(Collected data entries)

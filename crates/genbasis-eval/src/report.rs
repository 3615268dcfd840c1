use std::time::Duration;

use genbasis_core::Rule;
use genbasis_mine::MiningOutcome;

use crate::metrics::RunStatistics;

/// One line per rule, newline-terminated.
pub fn render_rules(rules: &[Rule]) -> String {
    let mut out = String::new();
    for rule in rules {
        out.push_str(&rule.to_string());
        out.push('\n');
    }
    out
}

/// Console summary: the rules, then count, coverage and timing.
pub fn render_summary(rules: &[Rule], coverage: f64, mining_time: Duration) -> String {
    let mut lines: Vec<String> = rules.iter().map(ToString::to_string).collect();
    lines.push(format!("rules: {}", rules.len()));
    lines.push(format!("coverage: {:.2}%", coverage * 100.0));
    lines.push(format!(
        "execution time: {:.2} s",
        mining_time.as_secs_f64()
    ));
    lines.join("\n")
}

/// Render a deterministic markdown report for a finished run.
pub fn render_report(
    run_id: &str,
    input: &str,
    stats: &RunStatistics,
    outcome: &MiningOutcome,
    max_rules: usize,
) -> String {
    let mut lines = Vec::new();

    lines.push("# Genbasis Mining Report".to_string());
    lines.push(String::new());
    lines.push("## Run summary".to_string());
    lines.push(format!("- run_id: {run_id}"));
    lines.push(format!("- input: {input}"));
    lines.push(format!("- transactions: {}", outcome.num_transactions));
    lines.push(String::new());

    lines.push("## Parameters".to_string());
    lines.push("| parameter | value |".to_string());
    lines.push("| --- | --- |".to_string());
    lines.push(format!("| min_support | {} |", stats.min_support));
    lines.push(format!("| min_rule_support | {} |", stats.min_rule_support));
    lines.push(format!("| min_confidence | {} |", stats.min_confidence));
    lines.push(format!("| epsilon | {} |", stats.epsilon));
    lines.push(String::new());

    lines.push("## Pipeline".to_string());
    lines.push("| stage | count |".to_string());
    lines.push("| --- | --- |".to_string());
    lines.push(format!("| itemsets counted | {} |", outcome.itemsets_counted));
    lines.push(format!("| closed itemsets | {} |", outcome.closed.len()));
    lines.push(format!(
        "| generators | {} |",
        outcome.generators.generator_count()
    ));
    lines.push(format!("| candidate rules | {} |", outcome.candidate_rules.len()));
    lines.push(format!("| rules kept | {} |", stats.rules_count));
    lines.push(String::new());

    lines.push("## Results".to_string());
    lines.push(format!("- coverage: {}", stats.coverage));
    lines.push(format!("- execution_time_sec: {}", stats.execution_time_sec));
    lines.push(String::new());

    if !outcome.rules.is_empty() {
        lines.push("## Top rules".to_string());
        for rule in outcome.rules.iter().take(max_rules) {
            lines.push(format!("- {rule}"));
        }
        if outcome.rules.len() > max_rules {
            lines.push(format!(
                "- ... {} more in rules.json",
                outcome.rules.len() - max_rules
            ));
        }
        lines.push(String::new());
    }

    lines.push("## Notes".to_string());
    lines.extend(notes(stats, outcome));
    lines.join("\n")
}

fn notes(stats: &RunStatistics, outcome: &MiningOutcome) -> Vec<String> {
    let mut lines = Vec::new();
    if outcome.num_transactions == 0 {
        lines.push("- dataset is empty; check the input path and format.".to_string());
    } else if outcome.closed.is_empty() {
        lines.push("- no closed itemsets; lower min_support.".to_string());
    } else if outcome.candidate_rules.is_empty() {
        lines.push("- closed itemsets have no generators; raise epsilon or lower min_support.".to_string());
    } else if stats.rules_count == 0 {
        lines.push("- every rule was filtered; lower min_rule_support or min_confidence.".to_string());
    }
    if stats.rules_count > 0 && stats.coverage < 0.5 {
        lines.push("- rules cover less than half of the transactions.".to_string());
    }
    if lines.is_empty() {
        lines.push("- nothing to flag.".to_string());
    }
    lines
}
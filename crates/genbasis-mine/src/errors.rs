use thiserror::Error;

/// Errors emitted by the mining engine.
#[derive(Debug, Error)]
pub enum MineError {
    #[error(transparent)]
    Params(#[from] genbasis_core::Error),
}
use std::time::Duration;

use genbasis_core::MiningParams;
use genbasis_mine::MiningOutcome;
use serde::{Deserialize, Serialize};

/// Machine-readable summary of one mining run.
#[derive(Debug, Clone, PartialEq, Serialize, Deserialize)]
pub struct RunStatistics {
    pub min_support: u64,
    pub min_rule_support: f64,
    pub min_confidence: f64,
    pub epsilon: f64,
    pub rules_count: usize,
    /// Share of transactions covered by at least one rule, 4 decimals.
    pub coverage: f64,
    /// Counting through redundancy filtering, in seconds with 2 decimals.
    pub execution_time_sec: f64,
}

impl RunStatistics {
    pub fn new(
        params: &MiningParams,
        rules_count: usize,
        coverage: f64,
        mining_time: Duration,
    ) -> Self {
        Self {
            min_support: params.min_support,
            min_rule_support: params.min_rule_support,
            min_confidence: params.min_confidence,
            epsilon: params.epsilon,
            rules_count,
            coverage: round_to(coverage, 4),
            execution_time_sec: round_to(mining_time.as_secs_f64(), 2),
        }
    }

    pub fn from_outcome(params: &MiningParams, outcome: &MiningOutcome) -> Self {
        Self::new(
            params,
            outcome.rules.len(),
            outcome.coverage,
            outcome.mining_time,
        )
    }
}

/// Round half away from zero to `decimals` places.
pub fn round_to(value: f64, decimals: i32) -> f64 {
    let factor = 10f64.powi(decimals);
    (value * factor).round() / factor
}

- **Task brief**
Above are the records. Copy every line in them holding "Debug".

- **Solved problem**
#[derive(Debug, Error)]
#[derive(Debug, Clone, PartialEq, Serialize, Deserialize)]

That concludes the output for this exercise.